Increased competition, payment structure reform, changing delivery models, accountable care organizations, patient-centered medical homes, new boutique organizations entering the market — all of these factors created by healthcare reform are exerting huge pressures on hospital margins. As a result, most hospitals have been laser-focused on the fundamental changes they need to make in running their businesses: how they charge patients; the type of organizations they align with; buying physician clinics, rehab units or nursing homes, etc. With reimbursement moderating and tied to efficiency and quality, ways to generate revenue and control provider performance across the continuum of care has become all-consuming for every hospital's leadership.
However, as large employers, hospitals also need to comply with the same requirements of the Patient Protection and Affordable Care Act as every other organization in the country.
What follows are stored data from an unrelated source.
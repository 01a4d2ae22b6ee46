//! The identity context of a request.
//!
//! Authentication happens upstream; the gateway forwards the resolved tenant
//! in `x-company-id` and, when known, the acting user in `x-actor-id`.

use axum::{extract::FromRequestParts, http::request::Parts};
use congrega_core::{CompanyId, Tenant, store::CommunityStore};
use uuid::Uuid;

use crate::error::ApiError;

pub const COMPANY_HEADER: &str = "x-company-id";
pub const ACTOR_HEADER: &str = "x-actor-id";

#[derive(Debug, Clone, Copy)]
pub struct Caller {
  pub company: CompanyId,
  pub actor:   Option<Uuid>,
}

impl Caller {
  /// Scope `store` to this caller's tenant.
  pub fn tenant<'a, S: CommunityStore>(&self, store: &'a S) -> Tenant<'a, S> {
    Tenant::new(store, self.company)
  }
}

fn header_uuid(parts: &Parts, name: &str) -> Result<Option<Uuid>, ApiError> {
  let Some(value) = parts.headers.get(name) else {
    return Ok(None);
  };
  value
    .to_str()
    .ok()
    .and_then(|s| Uuid::parse_str(s.trim()).ok())
    .map(Some)
    .ok_or_else(|| ApiError::Unauthorized(format!("invalid {name} header")))
}

impl<S: Send + Sync> FromRequestParts<S> for Caller {
  type Rejection = ApiError;

  async fn from_request_parts(
    parts: &mut Parts,
    _state: &S,
  ) -> Result<Self, Self::Rejection> {
    let company = header_uuid(parts, COMPANY_HEADER)?.ok_or_else(|| {
      ApiError::Unauthorized(format!("missing {COMPANY_HEADER} header"))
    })?;
    let actor = header_uuid(parts, ACTOR_HEADER)?;
    Ok(Self { company: CompanyId::new(company), actor })
  }
}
Starting next year, they will have to make two decisions that until now have been further down their to-do lists than those of employers in other industries that don't have to worry about a massive change in their business models: 1) whether they will play or pay — continue to offer employees healthcare coverage or pay a penalty to send them to the public exchanges, and 2) how they will bring their employee health coverage below the threshold level of the excise tax by 2018 to avoid paying a 40 percent tax on the overage.
Play or pay decision for hospital employers
For hospitals, the decision to play or pay will not be so much about whether they should provide healthcare benefits to employees, but how they should do so. Compared to employers in other industries, every hospital is highly likely to continue to offer health benefits to employees. To opt out would be very much at odds with many hospitals' missions — even more so for the high percentage of hospitals that are faith-based. And it could damage their image with the public just when patient satisfaction is more important than ever under the PPACA. As a result, hospitals will not consider options another type of employer might, such as sending part-timers or lower-wage employees to the public exchanges for benefits, even when those employees might be better off because they qualify for a federal subsidy.
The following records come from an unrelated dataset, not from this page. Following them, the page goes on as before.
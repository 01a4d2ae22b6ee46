//! Cell groups (small groups that belong to a ministry) and the resolver
//! that turns their membership links into an enriched member list.
//!
//! A cell group's member list is only ever replaced wholesale. The store
//! performs the field update, the removal of old links, and the insertion of
//! new links in one transaction, so readers never observe a half-written list.

use std::collections::HashSet;

use chrono::{DateTime, Utc};
use serde::{Deserialize, Serialize};
use uuid::Uuid;

use crate::{
  CompanyId, Error, Result, Tenant,
  error::required,
  ministry::DEFAULT_ROLE,
  store::CommunityStore,
};

/// Display name for a linked person that cannot be resolved in the tenant.
pub const UNKNOWN_NAME: &str = "Unknown";

#[derive(Debug, Clone, PartialEq, Eq, Serialize, Deserialize)]
pub struct CellGroup {
  pub cell_group_id: Uuid,
  pub company_id:    CompanyId,
  pub ministry_id:   Uuid,
  pub name:          String,
  pub description:   Option<String>,
  pub created_at:    DateTime<Utc>,
}

/// Link between a cell group and a person.
#[derive(Debug, Clone, PartialEq, Eq, Serialize, Deserialize)]
pub struct CellMembership {
  pub company_id:    CompanyId,
  pub cell_group_id: Uuid,
  pub person_id:     Uuid,
}

#[derive(Debug, Clone, Deserialize)]
pub struct NewCellGroup {
  pub ministry_id: Uuid,
  pub name:        String,
  pub description: Option<String>,
  #[serde(default)]
  pub members:     Vec<Uuid>,
}

/// Full replacement of a cell group's fields.
///
/// `members: None` leaves the current links alone; `Some(vec![])` removes
/// every member.
#[derive(Debug, Clone, Deserialize)]
pub struct CellGroupUpdate {
  pub name:        String,
  pub description: Option<String>,
  #[serde(default)]
  pub members:     Option<Vec<Uuid>>,
}

/// Read model returned by [`Tenant::resolve_cell_members`].
#[derive(Debug, Clone, PartialEq, Eq, Serialize, Deserialize)]
pub struct CellGroupView {
  pub id:          Uuid,
  pub name:        String,
  pub description: Option<String>,
  pub members:     Vec<CellMemberView>,
}

#[derive(Debug, Clone, PartialEq, Eq, Serialize, Deserialize)]
pub struct CellMemberView {
  pub id:    Uuid,
  pub name:  String,
  pub photo: Option<String>,
  pub role:  String,
}

const ENTITY: &str = "cell group";

/// Drop repeated ids, keeping the first occurrence and the input order.
pub(crate) fn unique_ids(ids: Vec<Uuid>) -> Vec<Uuid> {
  let mut seen = HashSet::with_capacity(ids.len());
  ids.into_iter().filter(|id| seen.insert(*id)).collect()
}

impl<S: CommunityStore> Tenant<'_, S> {
  /// Create a cell group under one of the tenant's ministries, linking the
  /// initial members in the same store transaction.
  #[tracing::instrument(skip(self, input), fields(company = %self.company))]
  pub async fn create_cell_group(&self, input: NewCellGroup) -> Result<CellGroup> {
    let name = required("name", &input.name)?;
    self.get_ministry(input.ministry_id).await?;

    let input = NewCellGroup {
      name,
      members: unique_ids(input.members),
      ..input
    };
    let member_count = input.members.len();
    let cell = self
      .store
      .add_cell_group(self.company, input)
      .await
      .map_err(Error::from_store)?;
    tracing::info!(
      cell_group_id = %cell.cell_group_id,
      members = member_count,
      "cell group created"
    );
    Ok(cell)
  }

  /// Cell groups of one of the tenant's ministries.
  pub async fn list_cell_groups(&self, ministry_id: Uuid) -> Result<Vec<CellGroup>> {
    self.get_ministry(ministry_id).await?;
    self
      .store
      .list_cell_groups(self.company, ministry_id)
      .await
      .map_err(Error::from_store)
  }

  /// Resolve a cell group's members to names, photos and ministry roles.
  ///
  /// Members are emitted in link order. A link whose person cannot be found
  /// in this tenant is reported as [`UNKNOWN_NAME`] rather than dropped, and a
  /// person without a ministry membership gets [`DEFAULT_ROLE`].
  #[tracing::instrument(skip(self), fields(company = %self.company))]
  pub async fn resolve_cell_members(&self, id: Uuid) -> Result<CellGroupView> {
    let cell = self
      .store
      .get_cell_group(self.company, id)
      .await
      .map_err(Error::from_store)?
      .ok_or_else(|| Error::not_found(ENTITY, id))?;

    let links = self
      .store
      .list_cell_members(self.company, id)
      .await
      .map_err(Error::from_store)?;

    let mut members = Vec::with_capacity(links.len());
    for link in links {
      let person = self
        .store
        .get_person(self.company, link.person_id)
        .await
        .map_err(Error::from_store)?;
      let membership = self
        .store
        .get_ministry_membership(self.company, cell.ministry_id, link.person_id)
        .await
        .map_err(Error::from_store)?;

      let role = membership.map_or_else(|| DEFAULT_ROLE.to_owned(), |m| m.role);
      members.push(match person {
        Some(p) => CellMemberView {
          id: p.person_id,
          name: p.name,
          photo: p.photo,
          role,
        },
        None => {
          tracing::debug!(person_id = %link.person_id, "cell member not resolvable");
          CellMemberView {
            id: link.person_id,
            name: UNKNOWN_NAME.to_owned(),
            photo: None,
            role,
          }
        }
      });
    }

    Ok(CellGroupView {
      id: cell.cell_group_id,
      name: cell.name,
      description: cell.description,
      members,
    })
  }

  /// Replace a cell group's name and description and, when `members` is
  /// present, its entire member list.
  #[tracing::instrument(skip(self, update), fields(company = %self.company))]
  pub async fn update_cell_group(
    &self,
    id: Uuid,
    update: CellGroupUpdate,
  ) -> Result<CellGroup> {
    let update = CellGroupUpdate {
      name:        required("name", &update.name)?,
      description: update.description,
      members:     update.members.map(unique_ids),
    };
    let replaced = update.members.as_ref().map(Vec::len);

    let cell = self
      .store
      .update_cell_group(self.company, id, update)
      .await
      .map_err(Error::from_store)?
      .ok_or_else(|| Error::not_found(ENTITY, id))?;
    tracing::info!(cell_group_id = %id, ?replaced, "cell group updated");
    Ok(cell)
  }
}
Traditionally, hospitals have large employee segments of both variable-hour employees without benefits (those who work more than 30 hours a week who opt out of benefits or per-diems, who opt to work more than 30 hours a week for higher wages in lieu of benefits) and full-time, lower-wage, low-skill maintenance workers with benefits. There is a real opportunity for hospital employers to step back and really think about how their workforce is structured.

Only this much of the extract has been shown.